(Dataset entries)
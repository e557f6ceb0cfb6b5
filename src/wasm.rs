//! WebAssembly exports for the wand and the offset engine.
//!
//! These functions are exposed to JavaScript via wasm-bindgen.
//!
//! ## Ring Encoding
//!
//! Outlines cross the boundary as flat `f64` arrays:
//! `[num_rings, len1, x1, y1, x2, y2, ..., len2, ...]`. Contour output adds
//! an inner flag before each length: `[num, inner1, len1, x1, y1, ...]`.

use kurbo::Point;
use log::warn;
use ndarray::Array2;
use wasm_bindgen::prelude::*;

use crate::path::FLATTEN_TOLERANCE;
use crate::selection::{simplify_contours, trace_contours};
use crate::{
    offset_stroke_with_outcome, offset_with_outcome, select, Contour, Error, FillMode, Mask,
    OffsetOptions, Path, PathItem, PixelWindow, SelectionMode, StrokeCap, StrokeJoin,
    StrokeOptions, WandSettings,
};

fn to_js(err: Error) -> JsValue {
    JsValue::from_str(&err.to_string())
}

fn binary_mask(data: Vec<u8>, width: usize, height: usize) -> Result<Mask, JsValue> {
    let data = Array2::from_shape_vec((height, width), data).map_err(|e| to_js(e.into()))?;
    Ok(Mask::from_data(data.mapv(|v| u8::from(v != 0))))
}

fn join_from_code(code: u8) -> StrokeJoin {
    match code {
        1 => StrokeJoin::Round,
        2 => StrokeJoin::Bevel,
        _ => StrokeJoin::Miter,
    }
}

/// Decode `[num_rings, len, x, y, ...]` into polylines.
///
/// Counts are untrusted: `None` when they run past the end of `data`.
fn decode_rings(data: &[f64], closed: bool) -> Option<PathItem> {
    let (&count, mut rest) = data.split_first()?;

    let mut paths = Vec::new();
    for _ in 0..count as usize {
        let (&len, tail) = rest.split_first()?;
        let end = (len as usize)
            .checked_mul(2)
            .filter(|&end| end <= tail.len())?;
        let points: Vec<Point> = tail[..end]
            .chunks_exact(2)
            .map(|xy| Point::new(xy[0], xy[1]))
            .collect();
        paths.push(Path::from_points(&points, closed));
        rest = &tail[end..];
    }
    Some(PathItem::from_paths(paths))
}

fn rings_from_js(data: &[f64], closed: bool) -> Result<PathItem, JsValue> {
    decode_rings(data, closed).ok_or_else(|| JsValue::from_str("malformed ring array"))
}

fn encode_item(item: &PathItem) -> Vec<f64> {
    let mut result = vec![item.paths().len() as f64];
    for path in item.paths() {
        let points = path.flatten(FLATTEN_TOLERANCE);
        result.push(points.len() as f64);
        for p in points {
            result.push(p.x);
            result.push(p.y);
        }
    }
    result
}

fn encode_contours(contours: &[Contour]) -> Vec<f64> {
    let mut result = vec![contours.len() as f64];
    for contour in contours {
        result.push(if contour.inner { 1.0 } else { 0.0 });
        result.push(contour.points.len() as f64);
        for p in &contour.points {
            result.push(p.x);
            result.push(p.y);
        }
    }
    result
}

// ============================================================================
// Selection
// ============================================================================

/// Run the wand for one click and return the new selection mask.
///
/// # Arguments
/// * `data` - Flat window pixels (length = width * height * bytes_per_sample)
/// * `previous` - Previous selection mask (length = width * height), if any
/// * `global` - Threshold the whole window instead of flood filling
/// * `mode` - 0 = replace, 1 = accumulate, 2 = erase
///
/// # Returns
/// Flat 0/1 mask, or an empty array when the click changed nothing
#[wasm_bindgen]
#[allow(clippy::too_many_arguments)]
pub fn magic_wand_wasm(
    data: &[u8],
    width: usize,
    height: usize,
    bytes_per_sample: usize,
    x: usize,
    y: usize,
    previous: Option<Vec<u8>>,
    threshold: i32,
    global: bool,
    mode: u8,
    blur_radius: usize,
) -> Result<Vec<u8>, JsValue> {
    let settings = WandSettings {
        color_threshold: threshold,
        fill: if global { FillMode::Global } else { FillMode::Flood },
        mode: match mode {
            1 => SelectionMode::Accumulate,
            2 => SelectionMode::Erase,
            _ => SelectionMode::Replace,
        },
        blur_radius,
        ..WandSettings::default()
    };
    let window = PixelWindow::from_raw(data, width, height, bytes_per_sample).map_err(to_js)?;
    let previous = previous
        .map(|p| binary_mask(p, width, height))
        .transpose()?;

    let selection = select(&window, x, y, previous.as_ref(), Point::ZERO, &settings)
        .map_err(to_js)?;
    Ok(selection
        .map(|s| s.mask.data.into_raw_vec_and_offset().0)
        .unwrap_or_default())
}

/// Trace and simplify the outlines of a mask.
///
/// # Returns
/// Flat array: [num_contours, inner1, len1, x1, y1, ..., inner2, len2, ...]
#[wasm_bindgen]
pub fn mask_contours_wasm(
    mask: Vec<u8>,
    width: usize,
    height: usize,
    origin_x: f64,
    origin_y: f64,
    tolerance: f64,
    min_count: usize,
) -> Result<Vec<f64>, JsValue> {
    let mask = binary_mask(mask, width, height)?;
    let traced = trace_contours(&mask, Point::new(origin_x, origin_y));
    Ok(encode_contours(&simplify_contours(&traced, tolerance, min_count)))
}

// ============================================================================
// Offsetting
// ============================================================================

/// Grow or shrink rings.
///
/// # Arguments
/// * `rings` - Flat ring array
/// * `join` - 0 = miter, 1 = round, 2 = bevel
#[wasm_bindgen]
pub fn offset_path_wasm(
    rings: &[f64],
    distance: f64,
    join: u8,
    limit: f64,
    closed: bool,
) -> Result<Vec<f64>, JsValue> {
    let options = OffsetOptions {
        join: join_from_code(join),
        limit,
    };
    let outcome = offset_with_outcome(&rings_from_js(rings, closed)?, distance, &options);
    if outcome.fell_back {
        warn!("offset by {distance} fell back to an unmodified operand");
    }
    Ok(encode_item(&outcome.item))
}

/// Outline of a stroke along rings.
///
/// # Arguments
/// * `cap` - 0 = butt, 1 = round
#[wasm_bindgen]
pub fn stroke_path_wasm(
    rings: &[f64],
    distance: f64,
    join: u8,
    cap: u8,
    limit: f64,
    closed: bool,
) -> Result<Vec<f64>, JsValue> {
    let options = StrokeOptions {
        join: join_from_code(join),
        cap: if cap == 1 { StrokeCap::Round } else { StrokeCap::Butt },
        limit,
    };
    let outcome = offset_stroke_with_outcome(&rings_from_js(rings, closed)?, distance, &options);
    if outcome.fell_back {
        warn!("stroke of width {} fell back to an unmodified operand", distance.abs() * 2.0);
    }
    Ok(encode_item(&outcome.item))
}
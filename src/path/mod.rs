//! Vector paths and the offset engine.
//!
//! Paths are sequences of [`Segment`]s in the usual editor form: an anchor
//! point with incoming and outgoing handles stored relative to the anchor.
//! Each pair of consecutive segments spans one cubic Bézier curve.
//!
//! Coordinates are y-down. A closed path with positive [`Path::signed_area`]
//! runs clockwise on screen.

pub mod boolean;
pub mod geometry;
pub mod offset;
pub mod stroke;

use kurbo::{BezPath, CubicBez, ParamCurveArea, PathEl, Point, QuadBez, Rect, Shape, Vec2};

use self::geometry::{is_line, line, winding_number};

/// Flattening tolerance used wherever curves become polygons.
pub const FLATTEN_TOLERANCE: f64 = 0.05;

/// An anchor point with relative Bézier handles.
#[derive(Clone, Copy, Debug, PartialEq)]
pub struct Segment {
    pub point: Point,
    pub handle_in: Vec2,
    pub handle_out: Vec2,
}

impl Segment {
    pub fn new(point: Point, handle_in: Vec2, handle_out: Vec2) -> Self {
        Self {
            point,
            handle_in,
            handle_out,
        }
    }

    /// A segment without handles.
    pub fn corner(point: Point) -> Self {
        Self::new(point, Vec2::ZERO, Vec2::ZERO)
    }
}

/// A single open or closed path.
#[derive(Clone, Debug, Default, PartialEq)]
pub struct Path {
    pub segments: Vec<Segment>,
    pub closed: bool,
}

impl Path {
    pub fn new(segments: Vec<Segment>, closed: bool) -> Self {
        Self { segments, closed }
    }

    /// Polyline through `points`.
    pub fn from_points(points: &[Point], closed: bool) -> Self {
        Self::new(points.iter().copied().map(Segment::corner).collect(), closed)
    }

    /// Path through a chain of cubic curves, each starting where the
    /// previous one ends. For closed paths the last curve ends at the first
    /// curve's start.
    pub fn from_curves(curves: &[CubicBez], closed: bool) -> Self {
        let n = curves.len();
        if n == 0 {
            return Self::new(Vec::new(), closed);
        }

        let mut segments = Vec::with_capacity(n + 1);
        for (i, c) in curves.iter().enumerate() {
            let handle_in = if i > 0 {
                curves[i - 1].p2 - curves[i - 1].p3
            } else if closed {
                curves[n - 1].p2 - curves[n - 1].p3
            } else {
                Vec2::ZERO
            };
            segments.push(Segment::new(c.p0, handle_in, c.p1 - c.p0));
        }
        if !closed {
            let last = curves[n - 1];
            segments.push(Segment::new(last.p3, last.p2 - last.p3, Vec2::ZERO));
        }

        Self::new(segments, closed)
    }

    pub fn is_empty(&self) -> bool {
        self.segments.is_empty()
    }

    /// The cubic curves between consecutive segments.
    pub fn curves(&self) -> Vec<CubicBez> {
        let n = self.segments.len();
        if n == 0 {
            return Vec::new();
        }
        let count = if self.closed { n } else { n - 1 };
        (0..count)
            .map(|i| {
                let a = &self.segments[i];
                let b = &self.segments[(i + 1) % n];
                CubicBez::new(
                    a.point,
                    a.point + a.handle_out,
                    b.point + b.handle_in,
                    b.point,
                )
            })
            .collect()
    }

    /// Enclosed area, positive for clockwise paths. Open paths have none.
    pub fn signed_area(&self) -> f64 {
        if !self.closed {
            return 0.0;
        }
        self.curves().iter().map(|c| c.signed_area()).sum()
    }

    pub fn is_clockwise(&self) -> bool {
        self.signed_area() >= 0.0
    }

    /// Same geometry traversed backwards.
    pub fn reversed(&self) -> Path {
        let segments = self
            .segments
            .iter()
            .rev()
            .map(|s| Segment::new(s.point, s.handle_out, s.handle_in))
            .collect();
        Path::new(segments, self.closed)
    }

    pub fn to_bez_path(&self) -> BezPath {
        let mut bez = BezPath::new();
        self.append_to(&mut bez);
        bez
    }

    fn append_to(&self, bez: &mut BezPath) {
        let Some(first) = self.segments.first() else {
            return;
        };
        bez.move_to(first.point);
        for c in self.curves() {
            if is_line(&c) {
                bez.line_to(c.p3);
            } else {
                bez.curve_to(c.p1, c.p2, c.p3);
            }
        }
        if self.closed {
            bez.close_path();
        }
    }

    pub fn bounding_box(&self) -> Option<Rect> {
        if self.segments.is_empty() {
            return None;
        }
        Some(self.to_bez_path().bounding_box())
    }

    /// Polyline approximation. Closed paths do not repeat the first point.
    pub fn flatten(&self, tolerance: f64) -> Vec<Point> {
        let mut points: Vec<Point> = Vec::new();
        kurbo::flatten(self.to_bez_path(), tolerance, |el| match el {
            PathEl::MoveTo(p) | PathEl::LineTo(p) => {
                if points.last() != Some(&p) {
                    points.push(p);
                }
            }
            _ => {}
        });
        if self.closed && points.len() > 1 && points.first() == points.last() {
            points.pop();
        }
        points
    }

    pub fn is_self_intersecting(&self) -> bool {
        geometry::polyline_self_intersects(&self.flatten(FLATTEN_TOLERANCE), self.closed)
    }

    /// Nonzero winding test on the flattened outline.
    pub fn contains(&self, point: Point) -> bool {
        self.closed && winding_number(&self.flatten(FLATTEN_TOLERANCE), point) != 0
    }
}

/// Several closed paths forming one shape. Outer boundaries run clockwise,
/// holes counter-clockwise.
#[derive(Clone, Debug, Default, PartialEq)]
pub struct CompoundPath {
    pub children: Vec<Path>,
}

/// Input and output of the offset engine.
#[derive(Clone, Debug, PartialEq)]
pub enum PathItem {
    Simple(Path),
    Compound(CompoundPath),
}

impl Default for PathItem {
    fn default() -> Self {
        PathItem::Compound(CompoundPath::default())
    }
}

impl From<Path> for PathItem {
    fn from(path: Path) -> Self {
        PathItem::Simple(path)
    }
}

impl PathItem {
    /// Wrap paths, collapsing a single path to [`PathItem::Simple`].
    pub fn from_paths(mut paths: Vec<Path>) -> Self {
        if paths.len() == 1 {
            if let Some(path) = paths.pop() {
                return PathItem::Simple(path);
            }
        }
        PathItem::Compound(CompoundPath { children: paths })
    }

    pub fn paths(&self) -> &[Path] {
        match self {
            PathItem::Simple(path) => std::slice::from_ref(path),
            PathItem::Compound(compound) => &compound.children,
        }
    }

    pub fn is_empty(&self) -> bool {
        self.paths().iter().all(Path::is_empty)
    }

    /// Sum of the children's signed areas, so holes subtract.
    pub fn area(&self) -> f64 {
        self.paths().iter().map(Path::signed_area).sum()
    }

    pub fn bounding_box(&self) -> Option<Rect> {
        self.paths()
            .iter()
            .filter_map(Path::bounding_box)
            .reduce(|a, b| a.union(b))
    }

    pub fn to_bez_path(&self) -> BezPath {
        let mut bez = BezPath::new();
        for path in self.paths() {
            path.append_to(&mut bez);
        }
        bez
    }

    /// Convert a kurbo path; each subpath becomes one child.
    pub fn from_bez_path(bez: &BezPath) -> Self {
        let mut paths = Vec::new();
        let mut curves: Vec<CubicBez> = Vec::new();
        let mut start = Point::ZERO;
        let mut current = Point::ZERO;

        for el in bez.elements() {
            match *el {
                PathEl::MoveTo(p) => {
                    if !curves.is_empty() {
                        paths.push(Path::from_curves(&curves, false));
                        curves.clear();
                    }
                    start = p;
                    current = p;
                }
                PathEl::LineTo(p) => {
                    curves.push(line(current, p));
                    current = p;
                }
                PathEl::QuadTo(a, p) => {
                    curves.push(QuadBez::new(current, a, p).raise());
                    current = p;
                }
                PathEl::CurveTo(a, b, p) => {
                    curves.push(CubicBez::new(current, a, b, p));
                    current = p;
                }
                PathEl::ClosePath => {
                    if current.distance(start) > 1e-9 {
                        curves.push(line(current, start));
                    } else if let Some(last) = curves.last_mut() {
                        last.p3 = start;
                    }
                    if !curves.is_empty() {
                        paths.push(Path::from_curves(&curves, true));
                        curves.clear();
                    }
                    current = start;
                }
            }
        }
        if !curves.is_empty() {
            paths.push(Path::from_curves(&curves, false));
        }

        Self::from_paths(paths)
    }
}

#[cfg(test)]
mod tests {
    use super::*;
    use kurbo::Circle;

    fn square(x: f64, y: f64, size: f64) -> Path {
        Path::from_points(
            &[
                Point::new(x, y),
                Point::new(x + size, y),
                Point::new(x + size, y + size),
                Point::new(x, y + size),
            ],
            true,
        )
    }

    #[test]
    fn test_square_area_and_orientation() {
        let sq = square(0.0, 0.0, 2.0);
        assert!((sq.signed_area() - 4.0).abs() < 1e-12);
        assert!(sq.is_clockwise());
        let rev = sq.reversed();
        assert!((rev.signed_area() + 4.0).abs() < 1e-12);
        assert!(!rev.is_clockwise());
    }

    #[test]
    fn test_open_path_has_no_area() {
        let p = Path::from_points(&[Point::new(0.0, 0.0), Point::new(5.0, 5.0)], false);
        assert_eq!(p.signed_area(), 0.0);
        assert_eq!(p.curves().len(), 1);
    }

    #[test]
    fn test_curves_round_trip() {
        let circle = PathItem::from_bez_path(&Circle::new((0.0, 0.0), 3.0).to_path(1e-3));
        let PathItem::Simple(path) = circle else {
            panic!("expected a single path");
        };
        assert!(path.closed);
        let rebuilt = Path::from_curves(&path.curves(), true);
        assert_eq!(rebuilt.segments.len(), path.segments.len());
        for (a, b) in rebuilt.segments.iter().zip(&path.segments) {
            assert_eq!(a.point, b.point);
            assert!((a.handle_in - b.handle_in).hypot() < 1e-9);
            assert!((a.handle_out - b.handle_out).hypot() < 1e-9);
        }
        let expected = std::f64::consts::PI * 9.0;
        assert!((path.signed_area().abs() - expected).abs() < 1e-2);
    }

    #[test]
    fn test_bez_path_conversion() {
        let rect = Rect::new(0.0, 0.0, 4.0, 3.0).to_path(0.1);
        let item = PathItem::from_bez_path(&rect);
        assert_eq!(item.paths().len(), 1);
        assert!((item.area().abs() - 12.0).abs() < 1e-12);
        let back = PathItem::from_bez_path(&item.to_bez_path());
        assert_eq!(back, item);
    }

    #[test]
    fn test_multiple_subpaths_become_compound() {
        let mut bez = square(0.0, 0.0, 10.0).to_bez_path();
        for el in square(3.0, 3.0, 4.0).reversed().to_bez_path().elements() {
            bez.push(*el);
        }
        let item = PathItem::from_bez_path(&bez);
        assert!(matches!(item, PathItem::Compound(_)));
        assert!((item.area() - 84.0).abs() < 1e-9);
    }

    #[test]
    fn test_bounding_box() {
        let item = PathItem::from_paths(vec![square(0.0, 0.0, 1.0), square(5.0, 2.0, 1.0)]);
        let bb = item.bounding_box().unwrap();
        assert_eq!(bb, Rect::new(0.0, 0.0, 6.0, 3.0));
        assert!(PathItem::default().bounding_box().is_none());
    }

    #[test]
    fn test_flatten_and_contains() {
        let sq = square(0.0, 0.0, 4.0);
        assert_eq!(sq.flatten(FLATTEN_TOLERANCE).len(), 4);
        assert!(sq.contains(Point::new(2.0, 2.0)));
        assert!(!sq.contains(Point::new(5.0, 2.0)));
    }

    #[test]
    fn test_self_intersection() {
        let bowtie = Path::from_points(
            &[
                Point::new(0.0, 0.0),
                Point::new(10.0, 10.0),
                Point::new(10.0, 0.0),
                Point::new(0.0, 10.0),
            ],
            true,
        );
        assert!(bowtie.is_self_intersecting());
        assert!(!square(0.0, 0.0, 1.0).is_self_intersecting());
    }
}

REQUIRED ACTION
Leave out every line before the one containing "assert!(sq.contains(Point::new(2.0, 2.0)));". Transcribe that line and all lines after it through the end of the data above, exactly.

EXPECTED OUTPUT
        assert!(sq.contains(Point::new(2.0, 2.0)));
        assert!(!sq.contains(Point::new(5.0, 2.0)));
    }

    #[test]
    fn test_self_intersection() {
        let bowtie = Path::from_points(
            &[
                Point::new(0.0, 0.0),
                Point::new(10.0, 10.0),
                Point::new(10.0, 0.0),
                Point::new(0.0, 10.0),
            ],
            true,
        );
        assert!(bowtie.is_self_intersecting());
        assert!(!square(0.0, 0.0, 1.0).is_self_intersecting());
    }
}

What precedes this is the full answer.